Figure 9.

In vivo anti‐inflammation, epithelial wound healing, and resolving inflammation by Ac2‐26 nanotherapies. A,B) Flow cytometric analysis illustrating the percentages of neutrophils (CD11b⁺Ly6G⁺) in single‐cell suspensions derived from colonic tissues of mice with acute colitis after 7 days of treatment. C) The effect of Ac2‐26 nanotherapies on epithelial wound healing in vivo. Mice with DSS‐induced acute colitis were treated with PBS, Ac2‐26, ON, APN, or AON for 7 days. The barrier function was assessed at day 7. Each mouse orally received 12 mg FITC‐Dextran, and blood was sampled at 4 h after administration.

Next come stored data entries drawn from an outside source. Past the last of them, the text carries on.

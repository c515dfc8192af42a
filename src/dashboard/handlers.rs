//! Defines the route handler for the dashboard page, which summarises the
//! ledger and lists the recorded transactions.

use std::sync::{Arc, Mutex};

use axum::{
    extract::{FromRef, State},
    response::{IntoResponse, Response},
};
use maud::{Markup, html};

use crate::{
    AppState, Error,
    alert::Alert,
    endpoints,
    html::{PAGE_CONTAINER_STYLE, base, link},
    ledger::{LedgerFile, Transaction, totals_by_type},
    navigation::NavBar,
};

use super::{cards::summary_cards, tables::transaction_table};

/// The state needed for the dashboard page.
#[derive(Debug, Clone)]
pub struct DashboardState {
    /// The ledger file that stores all transactions.
    pub ledger_file: Arc<Mutex<LedgerFile>>,
}

impl FromRef<AppState> for DashboardState {
    fn from_ref(state: &AppState) -> Self {
        Self {
            ledger_file: state.ledger_file.clone(),
        }
    }
}

/// Renders the dashboard page.
///
/// A ledger file that cannot be read is reported on the page while the
/// summary renders from an empty ledger.
pub async fn get_dashboard_page(State(state): State<DashboardState>) -> Result<Response, Error> {
    let (transactions, load_error) = state
        .ledger_file
        .lock()
        .inspect_err(|error| tracing::error!("could not acquire ledger lock: {error}"))
        .map_err(|_| Error::LedgerLockError)?
        .load_or_empty();

    let load_alert = load_error.map(|error| {
        tracing::error!("could not load the ledger: {error}");
        Alert::Error {
            message: "Gagal membaca file keuangan".to_owned(),
            details: "Data di bawah mungkin kosong atau tidak lengkap. Perbaiki atau pindahkan \
                file keuangan lalu muat ulang halaman ini."
                .to_owned(),
        }
        .into_html()
    });

    let nav_bar = NavBar::new(endpoints::DASHBOARD_VIEW);

    if transactions.is_empty() && load_alert.is_none() {
        return Ok(dashboard_no_data_view(nav_bar).into_response());
    }

    Ok(dashboard_view(nav_bar, &transactions, load_alert).into_response())
}

fn dashboard_view(
    nav_bar: NavBar,
    transactions: &[Transaction],
    load_alert: Option<Markup>,
) -> Markup {
    let totals = totals_by_type(transactions);

    let content = html! {
        (nav_bar.into_html())
        div class=(PAGE_CONTAINER_STYLE) {
            div class="w-full max-w-4xl" {
                @if let Some(alert) = load_alert {
                    div class="w-full mb-4" { (alert) }
                }
                h2 class="text-xl font-bold mb-4" { "Ringkasan" }
                (summary_cards(totals))
                (transaction_table(transactions))
            }
        }
    };

    base("Dashboard", &[], &content)
}

fn dashboard_no_data_view(nav_bar: NavBar) -> Markup {
    let content = html! {
        (nav_bar.into_html())
        div class=(PAGE_CONTAINER_STYLE) {
            h2 class="text-xl font-bold" { "Belum ada transaksi" }
            p {
                "Catat transaksi pertama lewat halaman "
                (link(endpoints::NEW_TRANSACTION_VIEW, "Tambah Transaksi"))
                "."
            }
        }
    };

    base("Dashboard", &[], &content)
}

#[cfg(test)]
mod dashboard_handler_tests {
    use std::sync::{Arc, Mutex};

    use axum::{body::Body, extract::State, http::Response, http::StatusCode};
    use scraper::{Html, Selector};
    use tempfile::TempDir;
    use time::macros::date;

    use crate::ledger::{LedgerFile, Transaction, TransactionType};

    use super::{DashboardState, get_dashboard_page};

    fn new_test_state(directory: &TempDir) -> DashboardState {
        DashboardState {
            ledger_file: Arc::new(Mutex::new(LedgerFile::new(
                directory.path().join("keuanganku.csv"),
            ))),
        }
    }

    fn create_test_transactions() -> Vec<Transaction> {
        vec![
            Transaction {
                date: date!(2024 - 01 - 05),
                category: "Gaji".to_owned(),
                transaction_type: TransactionType::Income,
                amount: 100_000,
                note: String::new(),
            },
            Transaction {
                date: date!(2024 - 01 - 10),
                category: "Makan".to_owned(),
                transaction_type: TransactionType::Expense,
                amount: 25_000,
                note: "Makan siang".to_owned(),
            },
        ]
    }

    #[tokio::test]
    async fn dashboard_page_loads_successfully() {
        let directory = TempDir::new().unwrap();
        let state = new_test_state(&directory);
        state
            .ledger_file
            .lock()
            .unwrap()
            .save(&create_test_transactions())
            .unwrap();

        let response = get_dashboard_page(State(state)).await.unwrap();

        assert_eq!(response.status(), StatusCode::OK);
        let html = parse_html(response).await;
        assert_valid_html(&html);
        assert_table_exists(&html);
    }

    #[tokio::test]
    async fn dashboard_page_shows_totals_and_balance() {
        let directory = TempDir::new().unwrap();
        let state = new_test_state(&directory);
        state
            .ledger_file
            .lock()
            .unwrap()
            .save(&create_test_transactions())
            .unwrap();

        let response = get_dashboard_page(State(state)).await.unwrap();

        let html = parse_html(response).await;
        let text = html.root_element().text().collect::<String>();
        assert!(text.contains("Rp100,000"), "got {text}");
        assert!(text.contains("Rp25,000"), "got {text}");
        // The balance card shows income minus expenses.
        assert!(text.contains("Rp75,000"), "got {text}");
    }

    #[tokio::test]
    async fn displays_prompt_text_on_no_data() {
        let directory = TempDir::new().unwrap();
        let state = new_test_state(&directory);

        let response = get_dashboard_page(State(state)).await.unwrap();

        assert_eq!(response.status(), StatusCode::OK);
        let html = parse_html(response).await;
        assert_valid_html(&html);
        let text = html.root_element().text().collect::<String>();
        assert!(text.contains("Belum ada transaksi"), "got {text}");
    }

    #[tokio::test]
    async fn displays_error_and_zeroed_summary_when_ledger_is_unreadable() {
        let directory = TempDir::new().unwrap();
        let state = new_test_state(&directory);
        let path = state.ledger_file.lock().unwrap().path().to_path_buf();
        std::fs::write(path, "bukan,file,keuangan\n1,2,3\n").unwrap();

        let response = get_dashboard_page(State(state)).await.unwrap();

        assert_eq!(response.status(), StatusCode::OK);
        let html = parse_html(response).await;
        let text = html.root_element().text().collect::<String>();
        assert!(text.contains("Gagal membaca file keuangan"), "got {text}");
        assert!(text.contains("Rp0"), "got {text}");
    }

    async fn parse_html(response: Response<Body>) -> Html {
        let body = response.into_body();
        let body = axum::body::to_bytes(body, usize::MAX).await.unwrap();
        let text = String::from_utf8_lossy(&body).to_string();

        Html::parse_document(&text)
    }

    #[track_caller]
    fn assert_valid_html(html: &Html) {
        assert!(html.errors.is_empty(), "Got HTML parsing errors: {:?}", html.errors);
    }

    #[track_caller]
    fn assert_table_exists(html: &Html) {
        let table_selector = Selector::parse("table").unwrap();
        assert_eq!(html.select(&table_selector).count(), 1);
    }
}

The permeability of intestinal epithelium was evaluated by measuring the fluorescence intensities. D–H) Proresolving activity of Ac2‐26 nanotherapies in mice with peritonitis. Representative D) flow cytometry dot plots and E) quantitative analysis of peritoneal exudate cells. Neutrophils are indicated by CD11b⁺Ly6G⁺ cells. F) Time‐dependent changes of neutrophils in peritoneal exudates after zymosan‐challenged mice were treated with AON. Analysis of resolution indices for G) zymosan alone and H) AON. Ψ _max, the maximal number of neutrophils; R _i, the interval between the time point when neutrophils reach Ψ _max and the time point corresponding to ≈50% neutrophil reduction. Data are presented as mean ± SE (n = 3, B–E; n = 6, F–H). *p < 0.05, **p < 0.01, ***p < 0.001; ns, no significance.